Only one stretch of the listing below is wanted. Begin at the line that has "and records the", stop after the line that has "for container in", and repeat every line in between exactly.

- Opening Delimiter -

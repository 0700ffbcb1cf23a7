use chrono::Utc;
use codebox_orchestrator::{AgentStatus, WorkspaceContainer, WorkspaceStore};
use tokio::net::TcpStream;
use tokio::time::{interval, timeout, Duration};
use tracing::{debug, error, info, warn};

/// Agent ports are published on the engine host.
const AGENT_HOST: &str = "127.0.0.1";
const DIAL_TIMEOUT: Duration = Duration::from_secs(5);

pub async fn start_agent_monitor_task(store: WorkspaceStore, every: Duration) {
    let mut interval = interval(every);

    info!(
        "Agent monitor running (checks every {} seconds)",
        every.as_secs()
    );

    loop {
        interval.tick().await;

        if let Err(e) = check_agents(&store).await {
            error!("Agent check failed: {}", e);
        }
    }
}

/// Dials the agent of every running container once and records the
/// outcome. Returns how many agents answered.
pub async fn check_agents(store: &WorkspaceStore) -> anyhow::Result<usize> {
    let containers = store.running_containers().await?;
    let mut reachable = 0;

    for container in containers {
        if dial(&container).await {
            reachable += 1;
            store
                .set_agent_status(container.id, AgentStatus::Running, Some(Utc::now()))
                .await?;
        } else {
            if container.agent_status != AgentStatus::Error {
                warn!(
                    workspace_id = container.workspace_id,
                    container = %container.name,
                    port = container.agent_external_port,
                    "agent unreachable"
                );
            }
            store
                .set_agent_status(container.id, AgentStatus::Error, None)
                .await?;
        }
    }

    Ok(reachable)
}

async fn dial(container: &WorkspaceContainer) -> bool {
    let target = (AGENT_HOST, container.agent_external_port);
    match timeout(DIAL_TIMEOUT, TcpStream::connect(target)).await {
        Ok(Ok(_)) => true,
        Ok(Err(e)) => {
            debug!(container = %container.name, error = %e, "agent connection refused");
            false
        }
        Err(_) => false,
    }
}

- Closing Delimiter -

PROBLEM SOLUTION:
/// Dials the agent of every running container once and records the
/// outcome. Returns how many agents answered.
pub async fn check_agents(store: &WorkspaceStore) -> anyhow::Result<usize> {
    let containers = store.running_containers().await?;
    let mut reachable = 0;

    for container in containers {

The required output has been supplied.